[Records provided — start]

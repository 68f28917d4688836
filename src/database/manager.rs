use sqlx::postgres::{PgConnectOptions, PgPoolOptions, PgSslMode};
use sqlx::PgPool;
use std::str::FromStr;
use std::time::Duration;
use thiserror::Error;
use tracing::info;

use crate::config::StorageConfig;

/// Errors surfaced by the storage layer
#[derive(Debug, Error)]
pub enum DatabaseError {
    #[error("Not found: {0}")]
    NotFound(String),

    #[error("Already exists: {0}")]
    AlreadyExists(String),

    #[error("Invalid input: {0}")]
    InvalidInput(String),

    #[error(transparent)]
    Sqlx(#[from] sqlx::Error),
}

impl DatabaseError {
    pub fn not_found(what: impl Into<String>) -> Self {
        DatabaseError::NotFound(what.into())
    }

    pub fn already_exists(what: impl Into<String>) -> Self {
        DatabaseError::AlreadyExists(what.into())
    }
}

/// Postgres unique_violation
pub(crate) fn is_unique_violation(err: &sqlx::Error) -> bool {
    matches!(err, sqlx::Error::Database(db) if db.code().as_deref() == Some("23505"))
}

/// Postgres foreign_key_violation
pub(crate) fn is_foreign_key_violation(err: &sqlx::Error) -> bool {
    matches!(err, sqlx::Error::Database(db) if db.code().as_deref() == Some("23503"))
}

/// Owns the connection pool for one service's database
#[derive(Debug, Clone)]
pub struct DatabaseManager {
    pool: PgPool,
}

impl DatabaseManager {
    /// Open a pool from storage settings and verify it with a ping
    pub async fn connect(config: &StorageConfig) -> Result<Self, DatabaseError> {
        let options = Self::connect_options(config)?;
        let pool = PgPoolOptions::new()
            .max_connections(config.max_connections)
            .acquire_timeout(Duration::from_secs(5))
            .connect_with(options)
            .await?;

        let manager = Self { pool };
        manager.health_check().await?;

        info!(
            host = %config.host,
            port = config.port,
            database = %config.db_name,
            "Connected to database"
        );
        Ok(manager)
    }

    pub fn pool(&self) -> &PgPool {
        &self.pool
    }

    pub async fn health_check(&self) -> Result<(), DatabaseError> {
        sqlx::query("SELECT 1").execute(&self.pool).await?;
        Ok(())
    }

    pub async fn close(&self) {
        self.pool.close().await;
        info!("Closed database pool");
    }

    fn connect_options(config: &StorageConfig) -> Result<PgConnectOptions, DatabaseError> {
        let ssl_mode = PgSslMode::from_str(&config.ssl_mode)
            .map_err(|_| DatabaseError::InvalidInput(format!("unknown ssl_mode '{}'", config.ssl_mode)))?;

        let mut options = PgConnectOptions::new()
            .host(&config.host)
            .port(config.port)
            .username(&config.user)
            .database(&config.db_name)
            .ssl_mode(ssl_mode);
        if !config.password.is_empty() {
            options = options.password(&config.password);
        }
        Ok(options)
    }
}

[Records provided — finish]
[Records provided — start]

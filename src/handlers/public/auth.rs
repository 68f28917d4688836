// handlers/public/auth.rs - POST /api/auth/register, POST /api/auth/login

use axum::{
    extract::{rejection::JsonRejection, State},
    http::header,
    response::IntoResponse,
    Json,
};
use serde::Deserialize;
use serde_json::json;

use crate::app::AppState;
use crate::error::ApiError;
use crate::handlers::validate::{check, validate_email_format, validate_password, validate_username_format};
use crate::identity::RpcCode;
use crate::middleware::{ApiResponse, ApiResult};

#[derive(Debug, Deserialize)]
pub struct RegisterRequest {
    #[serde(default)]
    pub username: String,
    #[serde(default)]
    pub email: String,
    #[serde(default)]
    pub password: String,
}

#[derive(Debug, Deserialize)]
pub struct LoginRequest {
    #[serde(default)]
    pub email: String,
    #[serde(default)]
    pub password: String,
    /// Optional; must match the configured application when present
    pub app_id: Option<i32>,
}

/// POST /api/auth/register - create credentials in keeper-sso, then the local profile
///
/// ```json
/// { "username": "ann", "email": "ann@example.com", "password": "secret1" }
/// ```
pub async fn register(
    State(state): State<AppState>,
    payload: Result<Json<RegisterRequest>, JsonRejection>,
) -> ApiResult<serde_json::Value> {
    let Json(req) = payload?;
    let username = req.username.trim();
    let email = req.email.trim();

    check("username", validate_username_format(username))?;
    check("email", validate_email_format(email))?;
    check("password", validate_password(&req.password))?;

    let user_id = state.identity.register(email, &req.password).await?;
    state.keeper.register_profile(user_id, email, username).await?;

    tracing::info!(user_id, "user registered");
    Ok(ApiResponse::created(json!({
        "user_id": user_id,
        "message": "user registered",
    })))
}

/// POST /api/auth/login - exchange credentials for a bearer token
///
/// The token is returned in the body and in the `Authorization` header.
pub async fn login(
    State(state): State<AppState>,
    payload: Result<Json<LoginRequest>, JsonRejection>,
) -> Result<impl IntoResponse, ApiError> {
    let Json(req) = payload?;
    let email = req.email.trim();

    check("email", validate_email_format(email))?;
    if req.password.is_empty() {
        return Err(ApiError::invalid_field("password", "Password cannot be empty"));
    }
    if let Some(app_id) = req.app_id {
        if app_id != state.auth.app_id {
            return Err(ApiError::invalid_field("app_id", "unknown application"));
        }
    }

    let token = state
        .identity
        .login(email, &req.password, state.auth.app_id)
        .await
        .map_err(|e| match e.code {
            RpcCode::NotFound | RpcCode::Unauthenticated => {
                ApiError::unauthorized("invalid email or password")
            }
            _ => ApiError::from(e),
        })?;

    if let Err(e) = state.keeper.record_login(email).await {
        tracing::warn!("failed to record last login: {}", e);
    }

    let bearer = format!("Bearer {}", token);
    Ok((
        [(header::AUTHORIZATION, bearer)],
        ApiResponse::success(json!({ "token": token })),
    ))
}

[Records provided — finish]

What is being asked
Find every line above that contains the word "struct", and return each one.

Expected output
pub struct DatabaseManager {
pub struct RegisterRequest {
pub struct LoginRequest {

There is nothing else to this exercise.